Two acts of illegality come to fore here. Firstly, it altered the provision of the Act by creating another class of lottery not known to the law and secondly, it is against the provision of the Act to confer on the NLRC the power to grant lottery permits. The attempt to expand the scope of coverage of the commission by the instrumentality of the regulation to include granting short term permits in place of a licence is not within the contemplation of the Act and therefore it is illegal and invalid. By extension, there is no power granted to the NLRC to seal up any business premises in the Act.

Realising the lacunae in the 2005 Act, the commission is now proposing a parliamentary amendment of the Act that set it up instead of fully executing the mandate reposed in the Act. A look at Section 5.7 (1)(b) of the proposed amended Act  shows an intention to include in the act as part of the functions of the commission, “Regulate the operation and business of promotional lottery in whatever form and whatever name called in Nigeria”. This clearly shows that presently, the commission does not possess such powers. This is a ploy to legalise all their illegal acts like writing to corporate bodies for violating Law on Lottery.

Several of the new areas being sought by the proposed amendment are already covered by existing institutions created by law including the Central Bank of Nigeria (CBN), National Communications  Commission (NCC), the National Institute of Marketing of Nigeria (NIMN), the National Agency for Food and Drug Administration and Control (NAFDAC), Consumer Protection Council (CPC), to name a few.

Flowing from the above submissions, the question is: can something be put on nothing? The answer is a clear “NO” according to Lord Denning (Master of Rolls) in the celebrated case of UAC V Mcfoy when he held that, “you cannot put something on nothing and expect it to stay there. It will collapse”.

It is my considered view that all acts of the National Regulatory Lottery Commission which are not consistent with the law that established it should be reversed. For example, it is unlawful for the commission to compel companies engaging in CSP to pay levies to it as well as closing their business premises. It has no such powers. Short promotional sales is not a lottery, it is a way of rewarding loyal customers.

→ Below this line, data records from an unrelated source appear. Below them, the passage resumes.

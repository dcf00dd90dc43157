//! Configuration for the stitching stage.
//!
//! [`StitchConfig`] holds the per-run arguments given on the command line.
//! [`Settings`] holds environment tuning (object store, finalizer program,
//! statistics block size) and can be loaded from a YAML or JSON file.

use crate::error::{Result, StitchError};
use serde::{Deserialize, Serialize};
use std::fmt;
use std::path::{Path, PathBuf};
use std::time::Duration;

/// A blob given as `bucket:key`.
#[derive(Debug, Clone, PartialEq, Eq, Serialize, Deserialize)]
pub struct DocumentLocation {
    pub bucket: String,
    pub key: String,
}

impl DocumentLocation {
    /// Parse a `bucket:key` string. The key may itself contain `:`.
    pub fn parse(value: &str) -> Result<Self> {
        match value.split_once(':') {
            Some((bucket, key)) if !bucket.is_empty() && !key.is_empty() => Ok(Self {
                bucket: bucket.to_string(),
                key: key.to_string(),
            }),
            _ => Err(StitchError::config(format!(
                "Invalid document location '{}': expected 'bucket:path/in/bucket.json'",
                value
            ))),
        }
    }
}

impl std::str::FromStr for DocumentLocation {
    type Err = StitchError;

    fn from_str(s: &str) -> Result<Self> {
        Self::parse(s)
    }
}

impl fmt::Display for DocumentLocation {
    fn fmt(&self, f: &mut fmt::Formatter<'_>) -> fmt::Result {
        write!(f, "{}:{}", self.bucket, self.key)
    }
}

/// Per-run arguments.
#[derive(Debug, Clone, Serialize, Deserialize)]
pub struct StitchConfig {
    /// Bucket holding the input raster, the tiles, the state and the output
    pub bucket: String,

    /// Key of the source raster in `bucket`
    pub infile: String,

    /// Key of the final raster in `bucket`
    pub outfile: String,

    /// Prefix the tiling stage saved the tiles with
    pub tile_prefix: String,

    /// Key of the preparation state in `bucket`
    pub state_key: String,

    /// Tile overlap in pixels
    pub overlap_size: u32,

    /// Aggregate statistics request document
    #[serde(default)]
    pub stats: Option<DocumentLocation>,

    /// Spatial statistics request document
    #[serde(default)]
    pub spatial_stats: Option<DocumentLocation>,

    /// Skip raster statistics, colour table and overviews
    #[serde(default)]
    pub skip_default_stats: bool,

    /// Leave tiles and documents in the bucket
    #[serde(default)]
    pub keep_intermediates: bool,

    /// Reader workers for the statistics engine
    #[serde(default)]
    pub stats_read_workers: usize,

    /// One timeout (seconds) for all four statistics buffer operations
    #[serde(default)]
    pub read_worker_timeouts: Option<u64>,

    /// Environment tuning
    #[serde(default)]
    pub settings: Settings,
}

impl StitchConfig {
    /// Validate the configuration.
    pub fn validate(&self) -> Result<()> {
        for (name, value) in [
            ("bucket", &self.bucket),
            ("infile", &self.infile),
            ("outfile", &self.outfile),
            ("tileprefix", &self.tile_prefix),
            ("pickle", &self.state_key),
        ] {
            if value.is_empty() {
                return Err(StitchError::config(format!("--{} must not be empty", name)));
            }
        }
        if self.output_file_name().is_none() {
            return Err(StitchError::config(format!(
                "--outfile '{}' has no file name",
                self.outfile
            )));
        }
        if self.read_worker_timeouts == Some(0) {
            return Err(StitchError::config("Read worker timeouts must be > 0"));
        }
        if self.skip_default_stats && self.stats.is_some() {
            tracing::warn!("Per-segment statistics requested while default statistics are skipped");
        }
        self.settings.validate()
    }

    /// Concurrency passed to the statistics engine.
    pub fn concurrency_style(&self) -> ConcurrencyStyle {
        ConcurrencyStyle::from_options(self.stats_read_workers, self.read_worker_timeouts)
    }

    /// Final path component of the output key.
    pub fn output_file_name(&self) -> Option<&str> {
        Path::new(&self.outfile)
            .file_name()
            .and_then(|name| name.to_str())
    }
}

/// Buffer timeouts used when none are configured.
pub const DEFAULT_READ_BUFFER_INSERT_TIMEOUT: Duration = Duration::from_secs(10);
pub const DEFAULT_READ_BUFFER_POP_TIMEOUT: Duration = Duration::from_secs(10);
pub const DEFAULT_COMPUTE_BUFFER_INSERT_TIMEOUT: Duration = Duration::from_secs(10);
pub const DEFAULT_COMPUTE_BUFFER_POP_TIMEOUT: Duration = Duration::from_secs(20);

/// Reader pool size and buffer timeouts of the statistics engine.
#[derive(Debug, Clone, Copy, PartialEq, Eq)]
pub struct ConcurrencyStyle {
    /// Reader workers; 0 reads inline without buffers or timeouts
    pub num_read_workers: usize,
    pub read_buffer_insert_timeout: Duration,
    pub read_buffer_pop_timeout: Duration,
    pub compute_buffer_insert_timeout: Duration,
    pub compute_buffer_pop_timeout: Duration,
}

impl ConcurrencyStyle {
    /// Concurrency with the engine's default timeouts.
    pub fn new(num_read_workers: usize) -> Self {
        Self {
            num_read_workers,
            read_buffer_insert_timeout: DEFAULT_READ_BUFFER_INSERT_TIMEOUT,
            read_buffer_pop_timeout: DEFAULT_READ_BUFFER_POP_TIMEOUT,
            compute_buffer_insert_timeout: DEFAULT_COMPUTE_BUFFER_INSERT_TIMEOUT,
            compute_buffer_pop_timeout: DEFAULT_COMPUTE_BUFFER_POP_TIMEOUT,
        }
    }

    /// Concurrency with all four timeouts set to `timeout`.
    pub fn with_uniform_timeout(num_read_workers: usize, timeout: Duration) -> Self {
        Self {
            num_read_workers,
            read_buffer_insert_timeout: timeout,
            read_buffer_pop_timeout: timeout,
            compute_buffer_insert_timeout: timeout,
            compute_buffer_pop_timeout: timeout,
        }
    }

    pub fn from_options(num_read_workers: usize, timeout_secs: Option<u64>) -> Self {
        match timeout_secs {
            Some(secs) => Self::with_uniform_timeout(num_read_workers, Duration::from_secs(secs)),
            None => Self::new(num_read_workers),
        }
    }

    /// Whether blocks are read and reduced on one task with no buffers.
    pub fn reads_inline(&self) -> bool {
        self.num_read_workers == 0
    }
}

impl Default for ConcurrencyStyle {
    fn default() -> Self {
        Self::new(0)
    }
}

/// Environment tuning, loadable from a settings file.
#[derive(Debug, Clone, Default, Serialize, Deserialize)]
pub struct Settings {
    /// Object store connection
    #[serde(default)]
    pub store: StoreConfig,

    /// External finalization engine
    #[serde(default)]
    pub finalizer: FinalizerConfig,

    /// Statistics engine tuning
    #[serde(default)]
    pub stats: StatsConfig,

    /// Parent of the per-run temp directory (default: system temp dir)
    #[serde(default)]
    pub temp_root: Option<PathBuf>,

    /// Write the final metrics snapshot as JSON to this path
    #[serde(default)]
    pub metrics_output: Option<PathBuf>,
}

impl Settings {
    /// Load settings from a YAML or JSON file.
    /// Format is auto-detected from file extension (.yaml, .yml, or .json).
    pub fn from_file(path: &Path) -> Result<Self> {
        let contents = std::fs::read_to_string(path)?;
        let ext = path.extension().and_then(|e| e.to_str()).unwrap_or("");

        let settings = match ext {
            "json" => serde_json::from_str(&contents).map_err(|e| e.to_string()),
            // YAML is a superset of JSON
            _ => serde_yaml::from_str(&contents).map_err(|e| e.to_string()),
        };
        settings.map_err(|e| {
            StitchError::config(format!("Invalid settings file {}: {}", path.display(), e))
        })
    }

    /// Load settings from a YAML string.
    pub fn from_yaml(yaml: &str) -> Result<Self> {
        serde_yaml::from_str(yaml).map_err(|e| StitchError::config(format!("Invalid settings: {}", e)))
    }

    pub fn validate(&self) -> Result<()> {
        if self.finalizer.program.is_empty() {
            return Err(StitchError::config("Finalizer program must not be empty"));
        }
        if self.stats.block_size == 0 {
            return Err(StitchError::config("Statistics block size must be > 0"));
        }
        if let Some(root) = &self.store.local_root {
            if !root.is_dir() {
                return Err(StitchError::config(format!(
                    "Local store root {} is not a directory",
                    root.display()
                )));
            }
        }
        Ok(())
    }
}

/// Object store configuration.
#[derive(Debug, Clone, Default, Serialize, Deserialize)]
pub struct StoreConfig {
    /// Serve buckets from `local_root/<bucket>` instead of S3
    #[serde(default)]
    pub local_root: Option<PathBuf>,

    #[serde(default)]
    pub aws: AwsConfig,

    #[serde(default)]
    pub retry: RetryConfig,
}

/// S3 connection settings. Credentials always come from the environment.
#[derive(Debug, Clone, Default, Serialize, Deserialize)]
pub struct AwsConfig {
    /// AWS region (default: from environment)
    #[serde(default)]
    pub region: Option<String>,

    /// Custom S3 endpoint (for LocalStack, MinIO, etc.)
    #[serde(default)]
    pub endpoint_url: Option<String>,

    /// Allow plain HTTP endpoints
    #[serde(default)]
    pub allow_http: bool,
}

/// Retry configuration for transient failures.
#[derive(Debug, Clone, Serialize, Deserialize)]
pub struct RetryConfig {
    /// Maximum retry attempts
    #[serde(default = "default_max_retries")]
    pub max_retries: usize,

    /// Initial backoff in milliseconds
    #[serde(default = "default_initial_backoff_ms")]
    pub initial_backoff_ms: u64,

    /// Maximum backoff in milliseconds
    #[serde(default = "default_max_backoff_ms")]
    pub max_backoff_ms: u64,
}

impl Default for RetryConfig {
    fn default() -> Self {
        Self {
            max_retries: default_max_retries(),
            initial_backoff_ms: default_initial_backoff_ms(),
            max_backoff_ms: default_max_backoff_ms(),
        }
    }
}

/// External finalization program.
#[derive(Debug, Clone, Serialize, Deserialize)]
pub struct FinalizerConfig {
    /// Executable, looked up on PATH
    #[serde(default = "default_finalizer_program")]
    pub program: String,

    /// Arguments placed before the job file path
    #[serde(default)]
    pub args: Vec<String>,
}

impl Default for FinalizerConfig {
    fn default() -> Self {
        Self {
            program: default_finalizer_program(),
            args: Vec::new(),
        }
    }
}

/// Statistics engine tuning.
#[derive(Debug, Clone, Serialize, Deserialize)]
pub struct StatsConfig {
    /// Side length of a read block in pixels
    #[serde(default = "default_block_size")]
    pub block_size: usize,
}

impl Default for StatsConfig {
    fn default() -> Self {
        Self {
            block_size: default_block_size(),
        }
    }
}

// Default value functions for serde
fn default_max_retries() -> usize { 5 }
fn default_initial_backoff_ms() -> u64 { 100 }
fn default_max_backoff_ms() -> u64 { 10000 }
fn default_finalizer_program() -> String { "tile-finalize".to_string() }
fn default_block_size() -> usize { 256 }
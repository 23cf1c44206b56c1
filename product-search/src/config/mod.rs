//! Service configuration, logging setup and dependency wiring.

mod dependencies;
mod logging;
mod settings;

pub use dependencies::Dependencies;
pub use logging::init_tracing;
pub use settings::{Config, LogFormat};
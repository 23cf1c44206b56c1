//! HTTP surface: one route per adapter operation.

mod error;
mod handlers;
mod routes;
mod state;

pub use error::{handle_panic, ApiError};
pub use routes::build_router;
pub use state::AppState;
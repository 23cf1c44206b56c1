//! # Product Search Shared
//!
//! Shared types used by both the search repository and the HTTP API:
//! the `Product` document, request payloads, pagination and the
//! `ServiceResult` envelope returned on failures.

mod page;
mod product;
mod service_result;

pub use page::{Page, DEFAULT_PAGE_SIZE, MAX_PAGE_SIZE};
pub use product::{CreateProductRequest, Product, UpdateProductRequest};
pub use service_result::{ProcessState, ServiceResult};
//! Shared handler state.

use std::sync::Arc;

use product_search_repository::SearchEngineClient;

/// State shared by every request handler.
#[derive(Clone)]
pub struct AppState {
    pub client: Arc<dyn SearchEngineClient>,
    pub index: Arc<str>,
}

impl AppState {
    /// Serve `index` through `client`.
    pub fn new(client: Arc<dyn SearchEngineClient>, index: impl Into<Arc<str>>) -> Self {
        Self {
            client,
            index: index.into(),
        }
    }
}
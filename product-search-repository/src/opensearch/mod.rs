//! OpenSearch implementation of the search engine client.
//!
//! This module provides a concrete implementation of `SearchEngineClient`
//! using OpenSearch as the backend.

mod client;
mod index_config;
mod queries;

pub use client::OpenSearchClient;
pub use index_config::get_index_settings;
pub use queries::{build_query, build_search_body};
//! Dependency initialization and wiring for the product API.

use std::sync::Arc;
use tracing::info;

use crate::api::AppState;
use crate::config::Config;
use crate::ServiceError;
use product_search_repository::{OpenSearchClient, SearchEngineClient};

/// Container for all initialized dependencies.
pub struct Dependencies {
    /// Shared state handed to the HTTP router.
    pub state: AppState,
}

impl Dependencies {
    /// Connect to OpenSearch and build the application state.
    ///
    /// Fails when the engine cannot be reached, so the service never starts
    /// without a working search backend.
    ///
    /// # Returns
    ///
    /// * `Ok(Dependencies)` - Initialized dependencies
    /// * `Err(ServiceError)` - If initialization fails
    pub async fn new(config: &Config) -> Result<Self, ServiceError> {
        info!(
            opensearch_url = %config.opensearch_url,
            index = %config.index,
            refresh = %config.refresh,
            "Initializing dependencies"
        );

        let search_client =
            OpenSearchClient::new(&config.opensearch_url, config.search_index_config())
                .await
                .map_err(|e| {
                    ServiceError::config(format!("Failed to connect to OpenSearch: {}", e))
                })?;

        info!("OpenSearch connection verified");

        if config.ensure_index {
            search_client.ensure_index_exists(&config.index).await?;
        }

        let client: Arc<dyn SearchEngineClient> = Arc::new(search_client);

        Ok(Self {
            state: AppState::new(client, config.index.clone()),
        })
    }
}
//! Interface definitions for the search engine client.
//!
//! This module defines the abstract `SearchEngineClient` trait that allows
//! for dependency injection and swappable search backend implementations.

mod search_engine_client;

pub use search_engine_client::SearchEngineClient;
//! Request handlers. Each one extracts its parameters, makes exactly one
//! adapter call and returns the result as JSON.

use axum::{
    extract::{Path, Query, State},
    Json,
};
use tracing::info;

use super::error::ApiError;
use super::state::AppState;
use product_search_repository::{BoolQuery, ProductField, SearchRequest};
use product_search_shared::{CreateProductRequest, Page, Product, UpdateProductRequest};

type ApiResult<T> = Result<Json<T>, ApiError>;

/// Clauses of `GET /products-bool`.
const BOOL_MATCH_KEYWORD: &str = "Mouse";
const BOOL_FUZZY_KEYWORD: &str = "erasr";
const BOOL_WILDCARD_PATTERN: &str = "*se*";

/// `GET /products`: one page of all products.
pub async fn list_products(
    State(state): State<AppState>,
    Query(page): Query<Page>,
) -> ApiResult<Vec<Product>> {
    let products = state.client.get_documents(&state.index, page.clamped()).await?;
    Ok(Json(products))
}

/// `GET /products/{id}`: the product, or `null` when no document has that id.
pub async fn get_product(
    State(state): State<AppState>,
    Path(id): Path<String>,
) -> ApiResult<Option<Product>> {
    let product = state.client.get_document(&id, &state.index).await?;
    Ok(Json(product))
}

/// `GET /products-details`: the first ten products via a caller-built search.
pub async fn product_details(State(state): State<AppState>) -> ApiResult<Vec<Product>> {
    let request = SearchRequest::new(&*state.index).from(0).size(10);
    let products = state.client.search(&request).await?;
    Ok(Json(products))
}

pub async fn match_products(
    State(state): State<AppState>,
    Path(keyword): Path<String>,
    Query(page): Query<Page>,
) -> ApiResult<Vec<Product>> {
    let products = state
        .client
        .match_query(ProductField::Name, &keyword, &state.index, page.clamped())
        .await?;
    Ok(Json(products))
}

/// `GET /products-fuzzy/{keyword}`: names within a few edits of `keyword`.
pub async fn fuzzy_products(
    State(state): State<AppState>,
    Path(keyword): Path<String>,
    Query(page): Query<Page>,
) -> ApiResult<Vec<Product>> {
    let products = state
        .client
        .fuzzy_query(ProductField::Name, &keyword, &state.index, page.clamped())
        .await?;
    Ok(Json(products))
}

/// `GET /products-wildcard/{keyword}`: `keyword` is a glob pattern.
pub async fn wildcard_products(
    State(state): State<AppState>,
    Path(keyword): Path<String>,
    Query(page): Query<Page>,
) -> ApiResult<Vec<Product>> {
    let products = state
        .client
        .wildcard_query(ProductField::Name, &keyword, &state.index, page.clamped())
        .await?;
    Ok(Json(products))
}

/// `GET /products-term/{keyword}`: exact, case-sensitive name match.
pub async fn term_products(
    State(state): State<AppState>,
    Path(keyword): Path<String>,
    Query(page): Query<Page>,
) -> ApiResult<Vec<Product>> {
    let products = state
        .client
        .term_query(ProductField::Name, &keyword, &state.index, page.clamped())
        .await?;
    Ok(Json(products))
}

pub async fn existing_products(
    State(state): State<AppState>,
    Query(page): Query<Page>,
) -> ApiResult<Vec<Product>> {
    let products = state
        .client
        .exists_query(ProductField::Name, &state.index, page.clamped())
        .await?;
    Ok(Json(products))
}

/// `GET /products-bool`: union of a match, a fuzzy and a wildcard clause.
pub async fn bool_products(
    State(state): State<AppState>,
    Query(page): Query<Page>,
) -> ApiResult<Vec<Product>> {
    let query = BoolQuery::new(
        (ProductField::Name, BOOL_MATCH_KEYWORD),
        (ProductField::Name, BOOL_FUZZY_KEYWORD),
        (ProductField::Name, BOOL_WILDCARD_PATTERN),
    );
    let products = state
        .client
        .bool_query(&query, &state.index, page.clamped())
        .await?;
    Ok(Json(products))
}

/// `GET /products-count`
pub async fn count_products(State(state): State<AppState>) -> ApiResult<u64> {
    let count = state.client.count_documents(&state.index).await?;
    Ok(Json(count))
}

/// `POST /products`: index a new product under a fresh id.
///
/// Returns `false` when a document with the generated id already exists.
pub async fn create_product(
    State(state): State<AppState>,
    Json(request): Json<CreateProductRequest>,
) -> ApiResult<bool> {
    let product = Product::from(request);
    let created = state.client.create_document(&product, &state.index).await?;

    info!(id = %product.id, created, "Create product");
    Ok(Json(created))
}

/// `PUT /products`: merge the present fields into an existing product.
///
/// A request with no fields to change returns `false` without touching the
/// index. An unknown id is a server error.
pub async fn update_product(
    State(state): State<AppState>,
    Json(request): Json<UpdateProductRequest>,
) -> ApiResult<bool> {
    if !request.has_updates() {
        info!(id = %request.id, "Update product has no fields to change");
        return Ok(Json(false));
    }

    let updated = state
        .client
        .update_document(&request.id, &request.partial_document(), &state.index)
        .await?;

    info!(id = %request.id, updated, "Update product");
    Ok(Json(updated))
}

/// `DELETE /products/{id}`: `false` when no document has that id.
pub async fn delete_product(
    State(state): State<AppState>,
    Path(id): Path<String>,
) -> ApiResult<bool> {
    let deleted = state.client.delete_document(&id, &state.index).await?;

    info!(id = %id, deleted, "Delete product");
    Ok(Json(deleted))
}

The Commission should be told in clear language that it needs to restrict itself to the mandate of the Act. It will do well for all to call on the supervising Ministry to compel the Commission to refund all fines it had coerced from some of the corporate bodies involved in CSPs. This is the minimum to accept while it desists henceforth from illegalities. The Commission should restrict its powers to casino operators and others who are selling tickets for lottery purposes.

It is instructive to note that the Supreme Court has not been shying away from striking out some provisions of any Act which is not consistent with the 1999 constitution (as amended). See the AG Ondo State V AG. Federation (2002) 9 NWLR pt. 772 especially at page 310. Here the Ondo State Government challenged the enactment of the Independence Corrupt Practices Commission (ICPC) Act. The apex court while rejecting the application  of the State Government TO INVALIDATE THE Act in totality, however applied Blue Pencil Rule to strike out some sections of the Act.

Chief Justice Muhammadu Lawal Uwais (as he then was) while reading the lead judgment said “applying the Blue Pencil Rule, sections 26 subsections (3) and 35 will be struck down. When this is done the rest of the Act is not affected. So that the good can be severed from the bad. There is no reason therefore to justify the whole of the Act being invalidated as sought by the plaintiff. See Doherty V Balewa (1963)2SCNLR 256; 1963 NWLR 949.

Given the foregoing, should the NLRC now be plotting a parliamentary amendment of the Act that set it up instead of fully executing the mandate reposed by the Act? I dare say that NLRC should be seeking to remediate by making refunds of funds obtained illegally instead of seeking to legalise the illegal acts it had been committing.  The lesson to be learnt is that all Nigerian must wake up and participate when both State’s House of Assembly and/ or the National Assembly is engaging in Public Hearings of bills.

But for now, from the above submission, the NLRC should know that this is not how to operate The National Lottery Act 2005.